Recorded data
★ ★ ★ ★ ★

pub mod aggregate;
pub mod verification;

pub use aggregate::{Project, ProjectDto};
pub use verification::{ChainOutcome, ChainRecord};
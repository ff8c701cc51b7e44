//! Lenient decoders for the loosely typed fields the backend emits.
//!
//! The backend mixes integer and string ids, sends budgets as numbers or
//! numeric strings, and omits fields freely. These helpers are used through
//! `#[serde(deserialize_with = ...)]` so the typed structs stay strict.

use serde::{Deserialize, Deserializer};
use serde_json::{Number, Value};

/// Render a JSON scalar as a stable list key.
///
/// Integers (and floats with no fractional part) print without a decimal
/// point, strings pass through, `null` becomes the empty string.
pub fn value_to_id(value: &Value) -> String {
    match value {
        Value::Null => String::new(),
        Value::String(s) => s.clone(),
        Value::Number(n) => number_to_id(n),
        other => other.to_string(),
    }
}

fn number_to_id(n: &Number) -> String {
    if n.is_i64() || n.is_u64() {
        return n.to_string();
    }
    match n.as_f64() {
        Some(f) if f.fract() == 0.0 && f.abs() < i64::MAX as f64 => (f as i64).to_string(),
        _ => n.to_string(),
    }
}

/// Integer prefix of a string, the way a browser's `parseInt` reads it.
///
/// # Examples
/// ```
/// use contracts::shared::wire::parse_int_prefix;
/// assert_eq!(parse_int_prefix("500000"), Some(500000));
/// assert_eq!(parse_int_prefix(" 12.9 lakh"), Some(12));
/// assert_eq!(parse_int_prefix("-7"), Some(-7));
/// assert_eq!(parse_int_prefix("abc"), None);
/// ```
pub fn parse_int_prefix(s: &str) -> Option<i64> {
    let s = s.trim_start();
    let (sign, digits) = match s.as_bytes().first() {
        Some(b'-') => (-1, &s[1..]),
        Some(b'+') => (1, &s[1..]),
        _ => (1, s),
    };
    let end = digits
        .find(|c: char| !c.is_ascii_digit())
        .unwrap_or(digits.len());
    if end == 0 {
        return None;
    }
    digits[..end].parse::<i64>().ok().map(|v| v * sign)
}

/// Integer view of a JSON value: numbers are truncated, strings are read
/// with [`parse_int_prefix`], anything else has no integer value.
pub fn value_to_int(value: &Value) -> Option<i64> {
    match value {
        Value::Number(n) => n
            .as_i64()
            .or_else(|| n.as_f64().filter(|f| f.is_finite()).map(|f| f.trunc() as i64)),
        Value::String(s) => parse_int_prefix(s),
        _ => None,
    }
}

/// Float view of a JSON value; numeric strings are accepted.
pub fn value_to_f64(value: &Value) -> Option<f64> {
    match value {
        Value::Number(n) => n.as_f64(),
        Value::String(s) => s.trim().parse::<f64>().ok().filter(|f| f.is_finite()),
        _ => None,
    }
}

/// Parse a form string into a JSON number.
///
/// Blank input has no number. Integral values stay integers so that `"28"`
/// serializes as `28` rather than `28.0`.
pub fn parse_number(s: &str) -> Option<Number> {
    let s = s.trim();
    if s.is_empty() {
        return None;
    }
    if let Ok(i) = s.parse::<i64>() {
        return Some(Number::from(i));
    }
    let f = s.parse::<f64>().ok().filter(|f| f.is_finite())?;
    if f.fract() == 0.0 && f.abs() < i64::MAX as f64 {
        return Some(Number::from(f as i64));
    }
    Number::from_f64(f)
}

pub fn de_id<'de, D>(deserializer: D) -> Result<String, D::Error>
where
    D: Deserializer<'de>,
{
    let value = Option::<Value>::deserialize(deserializer)?;
    Ok(value.as_ref().map(value_to_id).unwrap_or_default())
}

pub fn de_opt_id<'de, D>(deserializer: D) -> Result<Option<String>, D::Error>
where
    D: Deserializer<'de>,
{
    let value = Option::<Value>::deserialize(deserializer)?;
    Ok(value.filter(|v| !v.is_null()).map(|v| value_to_id(&v)))
}

pub fn de_opt_int<'de, D>(deserializer: D) -> Result<Option<i64>, D::Error>
where
    D: Deserializer<'de>,
{
    let value = Option::<Value>::deserialize(deserializer)?;
    Ok(value.as_ref().and_then(value_to_int))
}

pub fn de_f64<'de, D>(deserializer: D) -> Result<f64, D::Error>
where
    D: Deserializer<'de>,
{
    let value = Option::<Value>::deserialize(deserializer)?;
    Ok(value.as_ref().and_then(value_to_f64).unwrap_or_default())
}

pub fn de_opt_f64<'de, D>(deserializer: D) -> Result<Option<f64>, D::Error>
where
    D: Deserializer<'de>,
{
    let value = Option::<Value>::deserialize(deserializer)?;
    Ok(value.as_ref().and_then(value_to_f64))
}

/// Accepts a string or `null`; other scalars are rendered as text.
pub fn de_string<'de, D>(deserializer: D) -> Result<String, D::Error>
where
    D: Deserializer<'de>,
{
    let value = Option::<Value>::deserialize(deserializer)?;
    Ok(value.as_ref().map(value_to_id).unwrap_or_default())
}

/// Like [`de_string`], but `null` or a missing field stays `None`.
pub fn de_opt_string<'de, D>(deserializer: D) -> Result<Option<String>, D::Error>
where
    D: Deserializer<'de>,
{
    de_opt_id(deserializer)
}

#[cfg(test)]
mod tests {
    use super::*;
    use serde_json::json;

    #[test]
    fn test_value_to_id() {
        assert_eq!(value_to_id(&json!(1)), "1");
        assert_eq!(value_to_id(&json!("17")), "17");
        assert_eq!(value_to_id(&json!(4.0)), "4");
        assert_eq!(value_to_id(&json!(4.5)), "4.5");
        assert_eq!(value_to_id(&Value::Null), "");
    }

    #[test]
    fn test_value_to_int() {
        assert_eq!(value_to_int(&json!(500000)), Some(500000));
        assert_eq!(value_to_int(&json!(500000.9)), Some(500000));
        assert_eq!(value_to_int(&json!("500000")), Some(500000));
        assert_eq!(value_to_int(&json!("n/a")), None);
        assert_eq!(value_to_int(&json!(null)), None);
        assert_eq!(value_to_int(&json!(true)), None);
    }

    #[test]
    fn test_parse_number() {
        assert_eq!(parse_number("28"), Some(Number::from(28)));
        assert_eq!(parse_number(" 28 "), Some(Number::from(28)));
        assert_eq!(parse_number("28.0"), Some(Number::from(28)));
        assert_eq!(parse_number("4500.5"), Number::from_f64(4500.5));
        assert_eq!(parse_number(""), None);
        assert_eq!(parse_number("twenty"), None);
    }
}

★ ★ ★ ★ ★

A single figure is required: the number of lines in the entries that hold the string "filter".

SOLUTION FOR THIS EXERCISE: 4